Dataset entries
━━━━━━━━━━━━━━━━

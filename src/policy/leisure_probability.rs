use std::collections::BTreeMap;

use chrono::NaiveDate;
use log::debug;
use serde::Deserialize;
use serde_json::{Map, Value};

use crate::error::InterventionError;
use crate::leisure::{AgeProbabilityCurve, LeisureTable, SexProbabilities};
use crate::policy::{parse_parameters, required_window, ActivationRecord, Policy, PolicyVariant};

/// Replaces the attendance probability curves of some leisure activities while in force, e.g.
/// to model pubs being restricted to a few age groups.
#[derive(Clone, Debug, Default, PartialEq)]
pub struct ChangeLeisureProbability {
    leisure_probabilities: BTreeMap<String, SexProbabilities>,
    activation: Option<ActivationRecord<BTreeMap<String, SexProbabilities>>>,
}

/// Age bands per sex, e.g. `{"men": {"0-50": 0.5, "50-99": 0.2}, "women": {...}}`.
#[derive(Deserialize)]
#[serde(deny_unknown_fields)]
struct ActivityBands {
    men: BTreeMap<String, f64>,
    women: BTreeMap<String, f64>,
}

#[derive(Deserialize)]
#[serde(deny_unknown_fields)]
struct ChangeLeisureProbabilityParameters {
    #[serde(default, deserialize_with = "crate::policy::present_value")]
    start_time: Option<Value>,
    #[serde(default, deserialize_with = "crate::policy::present_value")]
    end_time: Option<Value>,
    leisure_activities_probabilities: BTreeMap<String, ActivityBands>,
}

impl ChangeLeisureProbability {
    #[must_use]
    pub fn new(
        leisure_probabilities: BTreeMap<String, SexProbabilities>,
    ) -> ChangeLeisureProbability {
        ChangeLeisureProbability {
            leisure_probabilities,
            activation: None,
        }
    }

    pub fn from_parameters(parameters: &Map<String, Value>) -> Result<Policy, InterventionError> {
        let parameters: ChangeLeisureProbabilityParameters = parse_parameters(parameters)?;
        let window = required_window(
            PolicyVariant::ChangeLeisureProbability,
            parameters.start_time.as_ref(),
            parameters.end_time.as_ref(),
        )?;
        let leisure_probabilities = parameters
            .leisure_activities_probabilities
            .into_iter()
            .map(|(activity, bands)| {
                let probabilities = SexProbabilities {
                    male: AgeProbabilityCurve::from_bands(&bands.men)?,
                    female: AgeProbabilityCurve::from_bands(&bands.women)?,
                };
                Ok((activity, probabilities))
            })
            .collect::<Result<BTreeMap<_, _>, InterventionError>>()?;
        Ok(Policy::new(
            window,
            ChangeLeisureProbability::new(leisure_probabilities),
        ))
    }

    #[must_use]
    pub fn leisure_probabilities(&self) -> &BTreeMap<String, SexProbabilities> {
        &self.leisure_probabilities
    }

    /// The curves as they were before activation; `None` unless currently applied.
    #[must_use]
    pub fn original_leisure_probabilities(&self) -> Option<&BTreeMap<String, SexProbabilities>> {
        self.activation.as_ref().map(|record| &record.original)
    }

    #[must_use]
    pub fn is_applied(&self) -> bool {
        self.activation.is_some()
    }

    fn check_known_activities<L: LeisureTable + ?Sized>(
        &self,
        leisure: &L,
        action: &str,
    ) -> Result<(), InterventionError> {
        match self
            .leisure_probabilities
            .keys()
            .find(|activity| !leisure.contains_activity(activity))
        {
            Some(unknown) => Err(InterventionError::PolicyError(format!(
                "trying to {action} a leisure probability for non-existing activity `{unknown}`"
            ))),
            None => Ok(()),
        }
    }

    /// Records the current curves of every configured activity and swaps in the policy's.
    /// Nothing is changed if any configured activity is unknown to `leisure`.
    pub(crate) fn activate<L: LeisureTable + ?Sized>(
        &mut self,
        date: NaiveDate,
        leisure: &mut L,
    ) -> Result<(), InterventionError> {
        self.check_known_activities(leisure, "change")?;
        let mut original = BTreeMap::new();
        for (activity, probabilities) in &self.leisure_probabilities {
            if let Some(distributor) = leisure.distributor_mut(activity) {
                original.insert(
                    activity.clone(),
                    SexProbabilities {
                        male: distributor.male_probabilities().clone(),
                        female: distributor.female_probabilities().clone(),
                    },
                );
                distributor.set_male_probabilities(probabilities.male.clone());
                distributor.set_female_probabilities(probabilities.female.clone());
                debug!("change_leisure_probability: {activity} probabilities replaced");
            }
        }
        self.activation = Some(ActivationRecord {
            activated_on: date,
            original,
        });
        Ok(())
    }

    /// Clears the record and returns the curves it held. The record is kept if any configured
    /// activity is unknown to `leisure`.
    pub(crate) fn deactivate<L: LeisureTable + ?Sized>(
        &mut self,
        leisure: &L,
    ) -> Result<BTreeMap<String, SexProbabilities>, InterventionError> {
        if self.activation.is_none() {
            return Ok(BTreeMap::new());
        }
        self.check_known_activities(leisure, "restore")?;
        Ok(self
            .activation
            .take()
            .map(|record| record.original)
            .unwrap_or_default())
    }

    /// Takes `probabilities` over as the curves to restore for `activity`, when an earlier
    /// policy that replaced the same activity ends first. Returns the curves the activity
    /// should now use, or `None` if this policy does not hold `activity`.
    pub(crate) fn hand_down(
        &mut self,
        activity: &str,
        probabilities: SexProbabilities,
    ) -> Option<SexProbabilities> {
        let original = self.activation.as_mut()?.original.get_mut(activity)?;
        *original = probabilities;
        self.leisure_probabilities.get(activity).cloned()
    }

    /// Puts the recorded curves back and clears the record. [`Policies`] restores
    /// overlapping policies on the same activity through each other instead.
    ///
    /// [`Policies`]: crate::Policies
    pub fn restore<L: LeisureTable + ?Sized>(
        &mut self,
        leisure: &mut L,
    ) -> Result<(), InterventionError> {
        for (activity, probabilities) in self.deactivate(leisure)? {
            set_probabilities(leisure, &activity, probabilities);
        }
        Ok(())
    }
}

/// Writes both curves of `activity`, if `leisure` has it.
pub(crate) fn set_probabilities<L: LeisureTable + ?Sized>(
    leisure: &mut L,
    activity: &str,
    probabilities: SexProbabilities,
) {
    if let Some(distributor) = leisure.distributor_mut(activity) {
        distributor.set_male_probabilities(probabilities.male);
        distributor.set_female_probabilities(probabilities.female);
        debug!("change_leisure_probability: {activity} probabilities restored");
    }
}

#[cfg(test)]
mod tests {
    use super::*;
    use serde_json::json;

    fn date(d: u32) -> NaiveDate {
        NaiveDate::from_ymd_opt(2020, 3, d).unwrap()
    }

    fn uniform(male: f64, female: f64) -> SexProbabilities {
        SexProbabilities {
            male: AgeProbabilityCurve::uniform(male),
            female: AgeProbabilityCurve::uniform(female),
        }
    }

    fn leisure() -> BTreeMap<String, SexProbabilities> {
        BTreeMap::from([
            ("pubs".to_string(), uniform(0.3, 0.2)),
            ("cinemas".to_string(), uniform(0.1, 0.1)),
        ])
    }

    #[test]
    fn activate_and_restore() {
        let mut table = leisure();
        let mut policy = ChangeLeisureProbability::new(BTreeMap::from([(
            "pubs".to_string(),
            uniform(0.0, 0.05),
        )]));

        policy.activate(date(10), &mut table).unwrap();
        assert_eq!(table["pubs"], uniform(0.0, 0.05));
        assert_eq!(table["cinemas"], uniform(0.1, 0.1));
        assert_eq!(
            policy.original_leisure_probabilities(),
            Some(&BTreeMap::from([("pubs".to_string(), uniform(0.3, 0.2))]))
        );

        policy.restore(&mut table).unwrap();
        assert_eq!(table, leisure());
        assert!(policy.original_leisure_probabilities().is_none());
    }

    #[test]
    fn unknown_activity_fails_without_changes() {
        let mut table = leisure();
        let mut policy = ChangeLeisureProbability::new(BTreeMap::from([
            ("cinemas".to_string(), uniform(0.0, 0.0)),
            ("pubs".to_string(), uniform(0.0, 0.0)),
            ("theatres".to_string(), uniform(0.0, 0.0)),
        ]));
        let error = policy.activate(date(10), &mut table).unwrap_err();
        assert!(error.is_policy_error());
        assert_eq!(table, leisure());
        assert!(!policy.is_applied());
    }

    #[test]
    fn restore_into_table_missing_an_activity_fails() {
        let mut table = leisure();
        let mut policy = ChangeLeisureProbability::new(BTreeMap::from([(
            "pubs".to_string(),
            uniform(0.0, 0.0),
        )]));
        policy.activate(date(10), &mut table).unwrap();

        table.remove("pubs");
        let error = policy.restore(&mut table).unwrap_err();
        assert!(error.is_policy_error());
        // the record survives so a fixed table can still be restored
        assert!(policy.is_applied());
    }

    #[test]
    fn parse_change_leisure_probability() {
        let parameters = json!({
            "start_time": "2020-03-10",
            "end_time": "2020-03-20",
            "leisure_activities_probabilities": {
                "pubs": {
                    "men": {"0-50": 0.5, "50-99": 0.2},
                    "women": {"0-70": 0.2, "71-99": 0.8},
                },
            },
        });
        let policy =
            ChangeLeisureProbability::from_parameters(parameters.as_object().unwrap()).unwrap();
        assert_eq!(policy.spec(), "change_leisure_probability");
        // closed window
        assert!(policy.is_active(date(20)));

        let change = policy.as_change_leisure_probability().unwrap();
        let pubs = &change.leisure_probabilities()["pubs"];
        assert_eq!(pubs.male.probability(20), 0.5);
        assert_eq!(pubs.male.probability(60), 0.2);
        assert_eq!(pubs.female.probability(70), 0.0);
        assert_eq!(pubs.female.probability(80), 0.8);
    }

    #[test]
    fn parse_requires_both_sexes() {
        let parameters = json!({
            "start_time": "2020-03-10",
            "end_time": "2020-03-20",
            "leisure_activities_probabilities": {"pubs": {"men": {"0-99": 0.1}}},
        });
        let error =
            ChangeLeisureProbability::from_parameters(parameters.as_object().unwrap()).unwrap_err();
        assert!(error.is_configuration_error());
    }
}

━━━━━━━━━━━━━━━━

What to work on:
Scan the data above for the string "struct" and copy each line where it appears.

Your solution:
pub struct ChangeLeisureProbability {
struct ActivityBands {
struct ChangeLeisureProbabilityParameters {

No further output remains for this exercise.